BMW gives the G650GS some styling cues from the F650GS model, bringing it more inline with the larger AT bikes.
BMW Motorcycles updates the smallest adventure bike in its lineup with the 2011 BMW G650GS. BMW says it’s based on the F650GS platform, which means only minor changes, predominantly aesthetic.
The last time we rode the G650GS was when it was introduced in 2009 and we were thrilled with the pleasant performance of the engine, responsive chassis and amenities. At the heart of the new bike is the same 652cc Single with dual overhead cams. With a claimed 48 horsepower, it has proven a lovable mill with owners in regards to performance, longevity and fuel economy. Twin-spark ignition and electronic fuel injection keep the fuel burning cleanly and power is distributed through a five-speed transmission. The dual mufflers look a bit stubbier in photos.
BMW designed the G650GS so that it would accept many of the same aftermarket components such as panniers. For 2011 the rear section of chassis is from the F650GS model, which likely accepts much of the same. One of the best things about the smallest GS is the manageable seat height. For the 2011 edition, riders can choose from three different options. The standard height is the same as the ‘10 model at 30.7 inches, with 29.5 inches and 32.3 inches available for those who need more or less legroom.

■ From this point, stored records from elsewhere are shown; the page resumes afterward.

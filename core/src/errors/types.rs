//! Domain-specific error types for the property marketplace.
//!
//! This module provides error type definitions for property management,
//! rental requests, and input validation. HTTP status mapping lives in the
//! presentation layer.

use thiserror::Error;

/// Property lifecycle errors
#[derive(Error, Debug)]
pub enum PropertyError {
    #[error("Property not found")]
    NotFound,

    #[error("Property is not available for rent")]
    NotAvailable,

    #[error("Invalid status transition: {from} -> {to}")]
    InvalidStatusTransition { from: String, to: String },
}

/// Rental request errors
#[derive(Error, Debug)]
pub enum RequestError {
    #[error("Rental request not found")]
    NotFound,

    #[error("Rental request already reviewed")]
    AlreadyReviewed,
}

/// Input validation errors
#[derive(Error, Debug)]
pub enum ValidationError {
    #[error("Required field: {field}")]
    RequiredField { field: String },

    #[error("Invalid format: {field}")]
    InvalidFormat { field: String },

    #[error("Out of range: {field} (min: {min}, max: {max})")]
    OutOfRange {
        field: String,
        min: String,
        max: String,
    },

    #[error("Invalid email")]
    InvalidEmail,

    #[error("Duplicate value: {field}")]
    DuplicateValue { field: String },
}
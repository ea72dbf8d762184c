//! Handler for GET /api/v1/properties - the listing query endpoint.

use actix_web::{web, HttpResponse};

use crate::dto::{ListingQueryParams, PropertyResponse};
use crate::handlers::domain_error_response;
use crate::routes::AppState;

use rn_core::domain::listing::ListingQuery;
use rn_core::repositories::{PropertyRepository, RentalRequestRepository, UserRepository};
use rn_shared::types::ApiResponse;

/// Fetch one page of listings matching the query-string filters.
///
/// Every returned row is `Available`; `total` counts all matching rows so
/// the client can compute the page count. Unknown sort keys and
/// out-of-range pages are clamped, never rejected. On a storage failure
/// the client receives a single opaque error and should render an empty
/// result set.
pub async fn list_properties<P, U, R>(
    state: web::Data<AppState<P, U, R>>,
    params: web::Query<ListingQueryParams>,
) -> HttpResponse
where
    P: PropertyRepository + 'static,
    U: UserRepository + 'static,
    R: RentalRequestRepository + 'static,
{
    let query: ListingQuery = params.into_inner().into();

    log::info!(
        "Fetching listings: sort={}, page={}, page_size={}",
        query.sort.as_str(),
        query.pagination.page,
        query.pagination.per_page
    );

    match state.listing_service.fetch(&query).await {
        Ok(page) => {
            HttpResponse::Ok().json(ApiResponse::success(page.map(PropertyResponse::from)))
        }
        Err(error) => domain_error_response(&error),
    }
}
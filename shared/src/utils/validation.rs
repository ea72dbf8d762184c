//! Common validation utilities

/// Common validation functions
pub mod validators {
    use once_cell::sync::Lazy;
    use regex::Regex;

    static EMAIL_PATTERN: Lazy<Regex> =
        Lazy::new(|| Regex::new(r"^[^\s@]+@[^\s@]+\.[^\s@]+$").expect("valid email pattern"));

    /// Check if a string is not empty after trimming
    pub fn not_empty(value: &str) -> bool {
        !value.trim().is_empty()
    }

    /// Check if a string length is within bounds
    pub fn length_between(value: &str, min: usize, max: usize) -> bool {
        let len = value.len();
        len >= min && len <= max
    }

    /// Check if an email address is valid (basic check)
    pub fn is_valid_email(value: &str) -> bool {
        EMAIL_PATTERN.is_match(value)
    }

    /// Check if a monthly rent amount is plausible (positive, below sanity cap)
    pub fn is_plausible_rent(amount: u64) -> bool {
        amount > 0 && amount <= 100_000_000
    }
}
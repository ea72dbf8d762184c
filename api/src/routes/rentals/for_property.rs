//! Handler for GET /api/v1/properties/{id}/requests

use actix_web::{web, HttpResponse};
use uuid::Uuid;

use crate::dto::RentalRequestResponse;
use crate::handlers::domain_error_response;
use crate::routes::AppState;

use rn_core::repositories::{PropertyRepository, RentalRequestRepository, UserRepository};
use rn_shared::types::ApiResponse;

/// All rental requests for a property, newest first (seller dashboard)
pub async fn requests_for_property<P, U, R>(
    state: web::Data<AppState<P, U, R>>,
    path: web::Path<Uuid>,
) -> HttpResponse
where
    P: PropertyRepository + 'static,
    U: UserRepository + 'static,
    R: RentalRequestRepository + 'static,
{
    let property_id = path.into_inner();

    match state.rental_service.requests_for_property(property_id).await {
        Ok(requests) => {
            let responses: Vec<RentalRequestResponse> = requests
                .into_iter()
                .map(RentalRequestResponse::from)
                .collect();
            HttpResponse::Ok().json(ApiResponse::success(responses))
        }
        Err(error) => domain_error_response(&error),
    }
}
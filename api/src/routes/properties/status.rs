//! Handler for PATCH /api/v1/properties/{id}/status

use actix_web::{web, HttpResponse};
use uuid::Uuid;

use crate::dto::{PropertyResponse, UpdateStatusRequest};
use crate::handlers::domain_error_response;
use crate::routes::AppState;

use rn_core::domain::entities::PropertyStatus;
use rn_core::repositories::{PropertyRepository, RentalRequestRepository, UserRepository};
use rn_shared::errors::{error_codes, ErrorResponse};
use rn_shared::types::ApiResponse;

/// Move a property to a new rental status.
///
/// Unlike listing-page inputs, a write with an unknown status is rejected
/// rather than clamped.
pub async fn update_status<P, U, R>(
    state: web::Data<AppState<P, U, R>>,
    path: web::Path<Uuid>,
    request: web::Json<UpdateStatusRequest>,
) -> HttpResponse
where
    P: PropertyRepository + 'static,
    U: UserRepository + 'static,
    R: RentalRequestRepository + 'static,
{
    let id = path.into_inner();

    let status = match request.status.as_str() {
        "Available" => PropertyStatus::Available,
        "Pending" => PropertyStatus::Pending,
        "Rented" => PropertyStatus::Rented,
        other => {
            return HttpResponse::BadRequest().json(ErrorResponse::new(
                error_codes::VALIDATION_ERROR,
                format!("Unknown property status: {}", other),
            ));
        }
    };

    match state.property_service.change_status(id, status).await {
        Ok(property) => {
            log::info!("Property {} moved to status {}", id, property.status.as_str());
            HttpResponse::Ok().json(ApiResponse::success(PropertyResponse::from(property)))
        }
        Err(error) => domain_error_response(&error),
    }
}
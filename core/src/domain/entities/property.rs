//! Property entity representing a rental listing in the RentNest system.

use chrono::{DateTime, NaiveDate, Utc};
use serde::{Deserialize, Serialize};
use uuid::Uuid;

use crate::errors::PropertyError;

/// Unit the property area is measured in
#[derive(Debug, Clone, Copy, PartialEq, Eq, Serialize, Deserialize)]
pub enum AreaUnit {
    Marla,
    Kanal,
}

impl AreaUnit {
    /// Parse from the stored column value, defaulting to Marla
    pub fn parse(value: &str) -> Self {
        match value {
            "Kanal" => AreaUnit::Kanal,
            _ => AreaUnit::Marla,
        }
    }

    pub fn as_str(&self) -> &'static str {
        match self {
            AreaUnit::Marla => "Marla",
            AreaUnit::Kanal => "Kanal",
        }
    }
}

/// Rental status of a property.
///
/// Only `Available` properties appear in listing-page results.
#[derive(Debug, Clone, Copy, PartialEq, Eq, Serialize, Deserialize)]
pub enum PropertyStatus {
    Available,
    Pending,
    Rented,
}

impl PropertyStatus {
    /// Parse from the stored column value, defaulting to Available
    pub fn parse(value: &str) -> Self {
        match value {
            "Pending" => PropertyStatus::Pending,
            "Rented" => PropertyStatus::Rented,
            _ => PropertyStatus::Available,
        }
    }

    pub fn as_str(&self) -> &'static str {
        match self {
            PropertyStatus::Available => "Available",
            PropertyStatus::Pending => "Pending",
            PropertyStatus::Rented => "Rented",
        }
    }
}

/// Property entity representing a rental listing
#[derive(Debug, Clone, PartialEq, Serialize, Deserialize)]
pub struct Property {
    /// Unique identifier for the property
    pub id: Uuid,

    /// Listing title
    pub title: String,

    /// Free-form description
    pub description: String,

    /// Monthly rent in PKR
    pub price: u64,

    /// Area size in `area_unit` units
    pub area: f64,

    /// Unit the area is measured in
    pub area_unit: AreaUnit,

    /// Number of bedrooms
    pub bedrooms: u32,

    /// Number of floors
    pub floors: u32,

    /// Number of kitchens
    pub kitchens: u32,

    /// Whether the property has a lawn or garden
    pub has_lawn: bool,

    /// Extra details supplied by the seller
    pub additional_info: Option<String>,

    /// Street address or housing society
    pub address: String,

    /// City the property is in
    pub city: String,

    /// Property type (free-form, e.g. "House", "Apartment")
    pub property_type: String,

    /// Image reference strings (at least one expected, not enforced)
    pub images: Vec<String>,

    /// Owning seller
    pub seller_id: Uuid,

    /// Seller contact name shown on the listing
    pub seller_name: String,

    /// Seller contact phone shown on the listing
    pub seller_phone: String,

    /// Rental status
    pub status: PropertyStatus,

    /// Date the property was listed
    pub listed_date: NaiveDate,

    /// Timestamp when the record was created (default listing sort key)
    pub created_at: DateTime<Utc>,

    /// Timestamp when the record was last updated
    pub updated_at: DateTime<Utc>,
}

/// Input for creating a new property listing
#[derive(Debug, Clone, Serialize, Deserialize)]
pub struct NewProperty {
    pub title: String,
    pub description: String,
    pub price: u64,
    pub area: f64,
    pub area_unit: AreaUnit,
    pub bedrooms: u32,
    pub floors: u32,
    pub kitchens: u32,
    pub has_lawn: bool,
    pub additional_info: Option<String>,
    pub address: String,
    pub city: String,
    pub property_type: String,
    pub images: Vec<String>,
    pub seller_id: Uuid,
    pub seller_name: String,
    pub seller_phone: String,
}

impl Property {
    /// Create a new property from a seller submission.
    ///
    /// New listings start out `Available` with today's listed date.
    pub fn from_submission(input: NewProperty) -> Self {
        let now = Utc::now();
        Self {
            id: Uuid::new_v4(),
            title: input.title,
            description: input.description,
            price: input.price,
            area: input.area,
            area_unit: input.area_unit,
            bedrooms: input.bedrooms,
            floors: input.floors,
            kitchens: input.kitchens,
            has_lawn: input.has_lawn,
            additional_info: input.additional_info,
            address: input.address,
            city: input.city,
            property_type: input.property_type,
            images: input.images,
            seller_id: input.seller_id,
            seller_name: input.seller_name,
            seller_phone: input.seller_phone,
            status: PropertyStatus::Available,
            listed_date: now.date_naive(),
            created_at: now,
            updated_at: now,
        }
    }

    /// Checks if the property is visible on the listing page
    pub fn is_listed(&self) -> bool {
        self.status == PropertyStatus::Available
    }

    /// Area expressed in Marla (1 Kanal = 20 Marla)
    pub fn area_in_marla(&self) -> f64 {
        match self.area_unit {
            AreaUnit::Marla => self.area,
            AreaUnit::Kanal => self.area * 20.0,
        }
    }

    /// Move the property to a new status.
    ///
    /// A `Rented` property must be re-listed (set back to `Available`)
    /// before it can go `Pending` again.
    pub fn change_status(&mut self, status: PropertyStatus) -> Result<(), PropertyError> {
        if self.status == PropertyStatus::Rented && status == PropertyStatus::Pending {
            return Err(PropertyError::InvalidStatusTransition {
                from: self.status.as_str().to_string(),
                to: status.as_str().to_string(),
            });
        }
        self.status = status;
        self.updated_at = Utc::now();
        Ok(())
    }
}

#[cfg(test)]
mod tests {
    use super::*;

    fn submission() -> NewProperty {
        NewProperty {
            title: "3 Bed House in DHA".to_string(),
            description: "Well maintained family home".to_string(),
            price: 65_000,
            area: 10.0,
            area_unit: AreaUnit::Marla,
            bedrooms: 3,
            floors: 2,
            kitchens: 1,
            has_lawn: true,
            additional_info: None,
            address: "DHA Phase 5".to_string(),
            city: "Lahore".to_string(),
            property_type: "House".to_string(),
            images: vec!["img/front.jpg".to_string()],
            seller_id: Uuid::new_v4(),
            seller_name: "Ahmed".to_string(),
            seller_phone: "+923001234567".to_string(),
        }
    }

    #[test]
    fn test_new_listing_is_available() {
        let property = Property::from_submission(submission());
        assert_eq!(property.status, PropertyStatus::Available);
        assert!(property.is_listed());
        assert_eq!(property.listed_date, property.created_at.date_naive());
    }

    #[test]
    fn test_area_conversion() {
        let mut property = Property::from_submission(submission());
        assert_eq!(property.area_in_marla(), 10.0);

        property.area_unit = AreaUnit::Kanal;
        property.area = 2.0;
        assert_eq!(property.area_in_marla(), 40.0);
    }

    #[test]
    fn test_status_change() {
        let mut property = Property::from_submission(submission());
        property.change_status(PropertyStatus::Pending).unwrap();
        assert!(!property.is_listed());
        property.change_status(PropertyStatus::Rented).unwrap();
        assert_eq!(property.status, PropertyStatus::Rented);
    }

    #[test]
    fn test_rented_cannot_go_pending() {
        let mut property = Property::from_submission(submission());
        property.change_status(PropertyStatus::Rented).unwrap();
        let result = property.change_status(PropertyStatus::Pending);
        assert!(result.is_err());

        // Re-listing first makes the transition legal again
        property.change_status(PropertyStatus::Available).unwrap();
        assert!(property.change_status(PropertyStatus::Pending).is_ok());
    }

    #[test]
    fn test_status_parse_round_trip() {
        for status in [
            PropertyStatus::Available,
            PropertyStatus::Pending,
            PropertyStatus::Rented,
        ] {
            assert_eq!(PropertyStatus::parse(status.as_str()), status);
        }
        assert_eq!(PropertyStatus::parse("garbage"), PropertyStatus::Available);
    }
}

Up front is a conventional fork with black lower tubes, single disc brake with dual-piston Brembo caliper and 19-inch wheel. A black steel bridge frame uses a two-sided swingarm to hold the 17-inch rear wheel which is now cast rather than spoked, which will disappoint the more serious
off-road riders. BMW says the rim is wider than before which aids stability. An asymmetrical headlight makes the little GS more like its big brothers and the engine protection looks to be plastic instead of the former aluminum guard.
The fuel cell shrinks from four gallons to 3.7 and is still located beneath the seat with a faux tank between the rider’s knees. A small shroud now adorns the tank which makes the G650GS look more like the large Beemer AT bikes, as does the two-tone seat. The 650’s new dash features an analog speedometer and digital display for the other necessary information. Combined with the lights and pointed blinkers, the front end looks much better for 2011 with a switch for heated grips and hazard lights located to the left of the display rather than on the handlebar. The handlebar itself is new also with a crossbar-less aluminum replacing the cheesy steel unit.
The 2010 model sold for $7900 but no pricing has been released yet for the new version. The G650GS will be produced in Berlin. We’ll update this article accordingly to clarify the relationship to the F650GS as more information becomes available.